Collected data entries:
○ ○ ○ ○ ○ ○ ○

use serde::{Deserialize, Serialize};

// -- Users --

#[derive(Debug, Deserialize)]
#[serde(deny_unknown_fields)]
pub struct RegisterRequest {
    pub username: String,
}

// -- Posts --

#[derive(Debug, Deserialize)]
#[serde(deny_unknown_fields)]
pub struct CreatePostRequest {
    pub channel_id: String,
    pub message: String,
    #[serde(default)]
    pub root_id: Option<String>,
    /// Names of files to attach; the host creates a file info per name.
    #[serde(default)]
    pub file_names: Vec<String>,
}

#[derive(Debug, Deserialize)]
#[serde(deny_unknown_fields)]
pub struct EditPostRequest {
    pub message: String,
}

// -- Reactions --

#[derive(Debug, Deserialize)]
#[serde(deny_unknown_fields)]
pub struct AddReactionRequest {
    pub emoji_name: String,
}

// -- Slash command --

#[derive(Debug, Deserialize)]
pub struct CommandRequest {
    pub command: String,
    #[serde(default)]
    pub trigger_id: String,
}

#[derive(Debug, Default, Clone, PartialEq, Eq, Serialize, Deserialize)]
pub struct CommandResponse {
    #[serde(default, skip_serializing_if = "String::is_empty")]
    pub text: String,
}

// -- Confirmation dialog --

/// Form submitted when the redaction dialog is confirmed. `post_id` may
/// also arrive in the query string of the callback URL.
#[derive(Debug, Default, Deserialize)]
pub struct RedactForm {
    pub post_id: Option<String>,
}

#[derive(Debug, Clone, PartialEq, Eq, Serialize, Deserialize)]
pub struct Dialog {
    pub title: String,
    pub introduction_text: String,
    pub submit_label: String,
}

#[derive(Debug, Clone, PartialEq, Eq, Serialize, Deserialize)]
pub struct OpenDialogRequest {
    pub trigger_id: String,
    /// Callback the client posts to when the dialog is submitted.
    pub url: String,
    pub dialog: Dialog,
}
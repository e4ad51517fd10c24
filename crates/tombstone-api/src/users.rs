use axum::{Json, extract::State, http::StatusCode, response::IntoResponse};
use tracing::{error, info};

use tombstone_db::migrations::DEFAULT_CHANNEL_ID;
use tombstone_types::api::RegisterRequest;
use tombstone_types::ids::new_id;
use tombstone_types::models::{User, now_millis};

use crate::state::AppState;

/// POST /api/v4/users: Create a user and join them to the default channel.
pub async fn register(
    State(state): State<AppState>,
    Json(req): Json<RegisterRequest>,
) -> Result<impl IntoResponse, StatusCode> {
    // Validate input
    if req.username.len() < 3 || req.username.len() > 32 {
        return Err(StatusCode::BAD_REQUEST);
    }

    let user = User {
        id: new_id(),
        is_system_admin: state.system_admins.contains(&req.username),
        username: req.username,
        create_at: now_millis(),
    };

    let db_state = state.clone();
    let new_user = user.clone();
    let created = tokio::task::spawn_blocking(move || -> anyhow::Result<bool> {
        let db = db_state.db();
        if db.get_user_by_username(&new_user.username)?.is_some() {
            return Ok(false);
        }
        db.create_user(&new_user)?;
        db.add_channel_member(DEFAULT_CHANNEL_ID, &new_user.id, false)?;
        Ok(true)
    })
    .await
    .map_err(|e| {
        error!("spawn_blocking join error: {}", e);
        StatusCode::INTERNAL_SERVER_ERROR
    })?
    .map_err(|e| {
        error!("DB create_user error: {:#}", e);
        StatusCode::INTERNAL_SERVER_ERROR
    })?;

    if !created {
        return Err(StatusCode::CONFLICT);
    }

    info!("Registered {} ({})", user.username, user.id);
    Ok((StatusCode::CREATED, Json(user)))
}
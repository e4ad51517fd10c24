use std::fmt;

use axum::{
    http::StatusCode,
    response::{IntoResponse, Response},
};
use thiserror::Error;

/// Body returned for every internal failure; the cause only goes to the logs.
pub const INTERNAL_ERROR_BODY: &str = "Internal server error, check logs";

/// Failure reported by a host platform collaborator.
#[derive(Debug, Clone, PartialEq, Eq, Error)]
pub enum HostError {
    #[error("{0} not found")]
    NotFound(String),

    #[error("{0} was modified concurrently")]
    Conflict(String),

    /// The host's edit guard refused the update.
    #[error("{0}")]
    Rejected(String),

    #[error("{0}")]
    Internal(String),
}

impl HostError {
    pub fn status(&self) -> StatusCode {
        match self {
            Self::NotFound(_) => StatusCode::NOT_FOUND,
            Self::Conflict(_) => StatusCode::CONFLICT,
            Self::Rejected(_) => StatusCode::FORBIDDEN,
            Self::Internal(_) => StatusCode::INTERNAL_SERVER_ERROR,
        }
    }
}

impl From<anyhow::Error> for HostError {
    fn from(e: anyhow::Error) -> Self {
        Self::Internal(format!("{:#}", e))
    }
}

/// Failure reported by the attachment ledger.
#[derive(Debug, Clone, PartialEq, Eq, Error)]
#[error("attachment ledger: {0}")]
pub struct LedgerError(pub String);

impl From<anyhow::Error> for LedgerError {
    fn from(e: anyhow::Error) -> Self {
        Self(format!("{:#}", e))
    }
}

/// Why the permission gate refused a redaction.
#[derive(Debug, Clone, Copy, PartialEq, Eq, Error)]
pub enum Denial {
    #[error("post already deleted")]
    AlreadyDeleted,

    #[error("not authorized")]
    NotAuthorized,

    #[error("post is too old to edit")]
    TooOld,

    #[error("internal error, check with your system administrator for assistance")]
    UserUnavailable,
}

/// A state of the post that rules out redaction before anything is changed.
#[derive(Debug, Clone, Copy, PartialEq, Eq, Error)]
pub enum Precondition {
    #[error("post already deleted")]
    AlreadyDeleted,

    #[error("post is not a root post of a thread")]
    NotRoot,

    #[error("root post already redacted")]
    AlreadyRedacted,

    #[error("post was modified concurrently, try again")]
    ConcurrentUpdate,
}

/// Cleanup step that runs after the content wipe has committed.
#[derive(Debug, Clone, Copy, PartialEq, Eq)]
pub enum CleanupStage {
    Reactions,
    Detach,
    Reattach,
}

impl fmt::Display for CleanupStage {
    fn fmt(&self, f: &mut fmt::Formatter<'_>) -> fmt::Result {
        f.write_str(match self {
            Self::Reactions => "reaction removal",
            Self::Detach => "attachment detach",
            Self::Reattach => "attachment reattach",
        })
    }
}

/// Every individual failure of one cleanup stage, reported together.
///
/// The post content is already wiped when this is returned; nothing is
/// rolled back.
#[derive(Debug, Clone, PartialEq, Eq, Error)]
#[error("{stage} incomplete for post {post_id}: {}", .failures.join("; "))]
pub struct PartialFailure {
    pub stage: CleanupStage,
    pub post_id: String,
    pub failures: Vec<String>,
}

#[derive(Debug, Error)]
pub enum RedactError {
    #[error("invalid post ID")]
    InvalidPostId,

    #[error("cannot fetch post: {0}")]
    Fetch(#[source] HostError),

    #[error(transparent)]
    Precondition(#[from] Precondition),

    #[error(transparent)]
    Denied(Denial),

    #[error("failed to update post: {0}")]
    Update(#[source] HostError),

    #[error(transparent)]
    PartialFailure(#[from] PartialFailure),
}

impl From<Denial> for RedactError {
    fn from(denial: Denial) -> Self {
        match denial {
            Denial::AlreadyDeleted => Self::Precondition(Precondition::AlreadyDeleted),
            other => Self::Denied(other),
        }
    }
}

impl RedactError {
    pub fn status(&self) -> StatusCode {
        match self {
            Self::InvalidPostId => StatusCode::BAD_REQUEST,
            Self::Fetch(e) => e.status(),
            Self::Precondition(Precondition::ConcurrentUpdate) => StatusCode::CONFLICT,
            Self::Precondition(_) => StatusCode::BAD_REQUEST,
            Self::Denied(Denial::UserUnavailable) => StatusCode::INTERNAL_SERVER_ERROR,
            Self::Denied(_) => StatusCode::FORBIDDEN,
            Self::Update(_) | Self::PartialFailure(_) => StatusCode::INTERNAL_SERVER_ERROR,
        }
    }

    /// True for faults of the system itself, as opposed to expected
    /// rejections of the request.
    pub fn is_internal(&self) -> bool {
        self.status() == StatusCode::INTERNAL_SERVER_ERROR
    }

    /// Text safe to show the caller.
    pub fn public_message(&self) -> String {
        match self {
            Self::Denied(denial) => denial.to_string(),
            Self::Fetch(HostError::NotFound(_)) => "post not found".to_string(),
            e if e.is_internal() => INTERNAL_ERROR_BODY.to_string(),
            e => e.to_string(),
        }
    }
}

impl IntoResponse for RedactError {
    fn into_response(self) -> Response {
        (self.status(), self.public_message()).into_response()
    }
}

○ ○ ○ ○ ○ ○ ○

▶ **TRY IT**
Write only the number of lines in the records that contain the string "Reattach".

▶ **EXERCISE SOLUTION**
2